What is the government proposal to deal with the massive problems with these new sedition laws? They will review the legislation some time into the future. That is right: they will pass legislation that they know that members of their own government have told them is flawed, badly flawed, and then they will fix it later. If legislation is flawed, it ought to be fixed. And if it cannot be fixed, it should not be passed.
That is the responsible attitude. That is the response of a responsible government, a responsible Prime Minister, a responsible Attorney-General. That is the approach that they would take; but then a responsible government would not take the nation to war based on a lie. A responsible Prime Minister would not deny the connection between his own grievous error and the increased danger to Australians and Australian interests from terrorism, and a responsible Attorney-General would not allow shoddy laws to be put to the parliament for cheap political effect.
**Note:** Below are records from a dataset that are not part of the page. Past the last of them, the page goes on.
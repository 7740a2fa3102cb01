//! Single-responsibility device interfaces.
//!
//! Each trait in this module describes one thing a device can do: read,
//! write, close, cancel, wait. Devices implement the subset they support, and
//! callers program against a [capability set](crate::sets) combining the
//! traits they need, usually as a trait object.
//!
//! # Two layers
//!
//! Asynchronous operations are defined twice:
//!
//! - The object-safe trait method, suffixed `_erased`, takes an
//!   [`ErasedContinuation`] with a fixed completion signature. This is what
//!   devices implement.
//! - The extension trait method (for example
//!   [`AsyncReadableExt::async_read_some`]) accepts any
//!   [`CompletionToken`]. It erases the token with the device's
//!   [`executor`](ExecutionContextProvider::executor) as fallback and calls
//!   the erased method. This is what callers use.
//!
//! Every trait with an asynchronous method has [`ExecutionContextProvider`]
//! as a supertrait, so erasure always has a fallback executor.
//!
//! # Completion rules
//!
//! A device receiving an erased continuation must complete it exactly once,
//! and never from inside the `_erased` call itself: completions go through
//! the continuation's executor, for example with
//! [`ErasedContinuation::post`]. The first completion argument is always a
//! [`Status`]. If the continuation has a
//! [cancellation slot](ErasedContinuation::cancellation_slot), the device
//! should install a handler that completes the operation with
//! [`Error::Aborted`](crate::error::Error::Aborted).

use std::time::{Duration, Instant};

use crate::{
    buffer::DynamicBuffer,
    continuation::ErasedContinuation,
    error::{Error, Status},
    executor::Executor,
    initiate::CompletionToken,
};

/// Reports the executor a device is bound to.
pub trait ExecutionContextProvider {
    /// The executor completions of this device run on, unless the
    /// continuation has an executor of its own.
    fn executor(&self) -> Executor;
}

/// A device that can be closed.
pub trait Closable {
    /// Closes the device.
    ///
    /// Pending asynchronous operations complete with
    /// [`Error::Aborted`](crate::error::Error::Aborted).
    fn close(&mut self) -> Result<(), Error>;

    /// Returns `true` until the device is closed.
    fn is_open(&self) -> bool;
}

/// A device whose pending operations can be cancelled.
pub trait Cancellable {
    /// Completes all pending asynchronous operations with
    /// [`Error::Aborted`](crate::error::Error::Aborted).
    fn cancel(&mut self) -> Result<(), Error>;
}

/// Blocking reads.
pub trait Readable {
    /// Reads at least one byte into `buf`, blocking until data is available.
    ///
    /// Returns `Ok(0)` only if `buf` is empty. The end of the stream is
    /// reported as [`Error::Eof`].
    fn read_some(&mut self, buf: &mut [u8]) -> Result<usize, Error>;
}

/// Blocking writes.
pub trait Writable {
    /// Writes at least one byte of `buf`, blocking until the device accepts
    /// data.
    ///
    /// Returns `Ok(0)` only if `buf` is empty.
    fn write_some(&mut self, buf: &[u8]) -> Result<usize, Error>;
}

/// Asynchronous reads.
pub trait AsyncReadable: ExecutionContextProvider {
    /// Starts reading at most `max_len` bytes and appending them to
    /// `buffer`.
    ///
    /// Completes with the status and the number of bytes appended.
    fn async_read_some_erased(
        &mut self,
        buffer: DynamicBuffer,
        max_len: usize,
        continuation: ErasedContinuation<(Status, usize)>,
    );
}

/// Asynchronous writes.
pub trait AsyncWritable: ExecutionContextProvider {
    /// Starts writing at most `max_len` bytes from the front of `buffer`.
    ///
    /// The written bytes are consumed from `buffer`. Completes with the
    /// status and the number of bytes written.
    fn async_write_some_erased(
        &mut self,
        buffer: DynamicBuffer,
        max_len: usize,
        continuation: ErasedContinuation<(Status, usize)>,
    );
}

/// Blocking offset-addressed reads.
pub trait RandomAccessReadable {
    /// Reads at least one byte at `offset` into `buf`.
    fn read_some_at(&mut self, offset: u64, buf: &mut [u8]) -> Result<usize, Error>;
}

/// Blocking offset-addressed writes.
pub trait RandomAccessWritable {
    /// Writes at least one byte of `buf` at `offset`.
    fn write_some_at(&mut self, offset: u64, buf: &[u8]) -> Result<usize, Error>;
}

/// Asynchronous offset-addressed reads.
pub trait AsyncRandomAccessReadable: ExecutionContextProvider {
    /// Starts reading at most `max_len` bytes at `offset`, appending them to
    /// `buffer`.
    fn async_read_some_at_erased(
        &mut self,
        offset: u64,
        buffer: DynamicBuffer,
        max_len: usize,
        continuation: ErasedContinuation<(Status, usize)>,
    );
}

/// Asynchronous offset-addressed writes.
pub trait AsyncRandomAccessWritable: ExecutionContextProvider {
    /// Starts writing at most `max_len` bytes from the front of `buffer` at
    /// `offset`. The written bytes are consumed from `buffer`.
    fn async_write_some_at_erased(
        &mut self,
        offset: u64,
        buffer: DynamicBuffer,
        max_len: usize,
        continuation: ErasedContinuation<(Status, usize)>,
    );
}

/// The readiness condition of a wait.
#[derive(Copy, Clone, Debug, PartialEq, Eq, Hash)]
pub enum WaitType {
    /// Wait until the device is ready to read.
    Read,
    /// Wait until the device is ready to write.
    Write,
    /// Wait until the device has an error condition pending.
    Error,
}

/// Blocking readiness waits.
pub trait Waitable {
    /// Blocks until the device is ready for `wait_type`.
    fn wait(&mut self, wait_type: WaitType) -> Result<(), Error>;
}

/// Asynchronous readiness waits.
pub trait AsyncWaitable: ExecutionContextProvider {
    /// Starts waiting until the device is ready for `wait_type`.
    fn async_wait_erased(&mut self, wait_type: WaitType, continuation: ErasedContinuation<(Status,)>);
}

/// A timer with a blocking wait.
pub trait TimedWaitable {
    /// The time the timer expires at.
    fn expiry(&self) -> Instant;

    /// Sets the expiry time. Returns the number of pending waits that were
    /// cancelled.
    fn expires_at(&mut self, expiry: Instant) -> usize;

    /// Sets the expiry time relative to now. Returns the number of pending
    /// waits that were cancelled.
    fn expires_after(&mut self, duration: Duration) -> usize {
        self.expires_at(Instant::now() + duration)
    }

    /// Blocks until the timer expires.
    fn wait_expiry(&mut self) -> Result<(), Error>;
}

/// A timer with an asynchronous wait.
pub trait AsyncTimedWaitable: ExecutionContextProvider {
    /// Starts waiting until the timer expires.
    ///
    /// Waits cancelled by a change of the expiry time complete with
    /// [`Error::Aborted`](crate::error::Error::Aborted).
    fn async_wait_expiry_erased(&mut self, continuation: ErasedContinuation<(Status,)>);
}

/// A set of process signals that can be waited for.
pub trait AsyncSignalWaitable: ExecutionContextProvider {
    /// Adds `signal` to the set.
    fn add(&mut self, signal: i32) -> Result<(), Error>;

    /// Removes `signal` from the set.
    fn remove(&mut self, signal: i32) -> Result<(), Error>;

    /// Removes all signals from the set.
    fn clear(&mut self) -> Result<(), Error>;

    /// Starts waiting for a signal of the set. Completes with the number of
    /// the signal that was delivered.
    fn async_wait_signal_erased(&mut self, continuation: ErasedContinuation<(Status, i32)>);
}

/// Generic entry points for [`AsyncReadable`].
pub trait AsyncReadableExt: AsyncReadable {
    /// Reads at most `max_len` bytes into `buffer` and completes `token`
    /// with the status and the number of bytes read.
    ///
    /// # Examples
    ///
    /// ```
    /// use polyio::{
    ///     buffer::{DynamicBuffer, VecBuffer},
    ///     capability::{AsyncReadableExt, Writable},
    ///     error::Status,
    ///     executor::RunQueue,
    ///     pipe,
    /// };
    ///
    /// let queue = RunQueue::new();
    /// let (mut reader, mut writer) = pipe::connect(&queue.executor());
    /// writer.write_some(b"hello")?;
    ///
    /// let buffer = DynamicBuffer::new(VecBuffer::new());
    /// reader.async_read_some(buffer.clone(), 16, |status: Status, n: usize| {
    ///     assert_eq!((status, n), (Ok(()), 5));
    /// })?;
    ///
    /// queue.run();
    /// assert_eq!(buffer.to_vec(), b"hello");
    /// # Ok::<(), Box<dyn std::error::Error>>(())
    /// ```
    fn async_read_some<T>(&mut self, buffer: DynamicBuffer, max_len: usize, token: T) -> T::Output
    where
        T: CompletionToken<(Status, usize)>,
    {
        let executor = self.executor();
        token.initiate(&executor, |continuation| {
            self.async_read_some_erased(buffer, max_len, continuation)
        })
    }
}

impl<T: AsyncReadable + ?Sized> AsyncReadableExt for T {}

/// Generic entry points for [`AsyncWritable`].
pub trait AsyncWritableExt: AsyncWritable {
    /// Writes bytes from the front of `buffer` and completes `token` with
    /// the status and the number of bytes written.
    fn async_write_some<T>(&mut self, buffer: DynamicBuffer, token: T) -> T::Output
    where
        T: CompletionToken<(Status, usize)>,
    {
        let executor = self.executor();
        token.initiate(&executor, |continuation| {
            self.async_write_some_erased(buffer, usize::MAX, continuation)
        })
    }
}

impl<T: AsyncWritable + ?Sized> AsyncWritableExt for T {}

/// Generic entry points for [`AsyncRandomAccessReadable`].
pub trait AsyncRandomAccessReadableExt: AsyncRandomAccessReadable {
    /// Reads at most `max_len` bytes at `offset` into `buffer`.
    fn async_read_some_at<T>(
        &mut self,
        offset: u64,
        buffer: DynamicBuffer,
        max_len: usize,
        token: T,
    ) -> T::Output
    where
        T: CompletionToken<(Status, usize)>,
    {
        let executor = self.executor();
        token.initiate(&executor, |continuation| {
            self.async_read_some_at_erased(offset, buffer, max_len, continuation)
        })
    }
}

impl<T: AsyncRandomAccessReadable + ?Sized> AsyncRandomAccessReadableExt for T {}

/// Generic entry points for [`AsyncRandomAccessWritable`].
pub trait AsyncRandomAccessWritableExt: AsyncRandomAccessWritable {
    /// Writes bytes from the front of `buffer` at `offset`.
    fn async_write_some_at<T>(&mut self, offset: u64, buffer: DynamicBuffer, token: T) -> T::Output
    where
        T: CompletionToken<(Status, usize)>,
    {
        let executor = self.executor();
        token.initiate(&executor, |continuation| {
            self.async_write_some_at_erased(offset, buffer, usize::MAX, continuation)
        })
    }
}

impl<T: AsyncRandomAccessWritable + ?Sized> AsyncRandomAccessWritableExt for T {}

/// Generic entry points for [`AsyncWaitable`].
pub trait AsyncWaitableExt: AsyncWaitable {
    /// Waits until the device is ready for `wait_type`.
    fn async_wait<T>(&mut self, wait_type: WaitType, token: T) -> T::Output
    where
        T: CompletionToken<(Status,)>,
    {
        let executor = self.executor();
        token.initiate(&executor, |continuation| {
            self.async_wait_erased(wait_type, continuation)
        })
    }
}

impl<T: AsyncWaitable + ?Sized> AsyncWaitableExt for T {}

/// Generic entry points for [`AsyncTimedWaitable`].
pub trait AsyncTimedWaitableExt: AsyncTimedWaitable {
    /// Waits until the timer expires.
    fn async_wait_expiry<T>(&mut self, token: T) -> T::Output
    where
        T: CompletionToken<(Status,)>,
    {
        let executor = self.executor();
        token.initiate(&executor, |continuation| {
            self.async_wait_expiry_erased(continuation)
        })
    }
}

impl<T: AsyncTimedWaitable + ?Sized> AsyncTimedWaitableExt for T {}

/// Generic entry points for [`AsyncSignalWaitable`].
pub trait AsyncSignalWaitableExt: AsyncSignalWaitable {
    /// Waits for a signal of the set.
    fn async_wait_signal<T>(&mut self, token: T) -> T::Output
    where
        T: CompletionToken<(Status, i32)>,
    {
        let executor = self.executor();
        token.initiate(&executor, |continuation| {
            self.async_wait_signal_erased(continuation)
        })
    }
}

impl<T: AsyncSignalWaitable + ?Sized> AsyncSignalWaitableExt for T {}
What a pity then that Australia does not have such a government, such a Prime Minister or such an Attorney-General.
Instead, Australia has Mr Howard and Mr Howard's government. Australia has Philip Ruddock fresh from his time as minister for immigration, where he got plenty of practice locking people up or making people disappear. Having done John Howard's dirty work at DIMIA, from lies about 'children overboard' to more than 200 unjustified and illegal detentions and deportations, now Minister Ruddock is doing John Howard's bidding in a new portfolio, the Attorney-General's portfolio. Once a self-styled moderate, Philip Ruddock has become the pallid poster boy for the inhumane face of the Howard government's policies. He oversaw the development of a culture in DIMIA that prioritised detention and deportation over accuracy and fairness. I just ask this: what kind of culture will Philip Ruddock oversee when these laws are passed?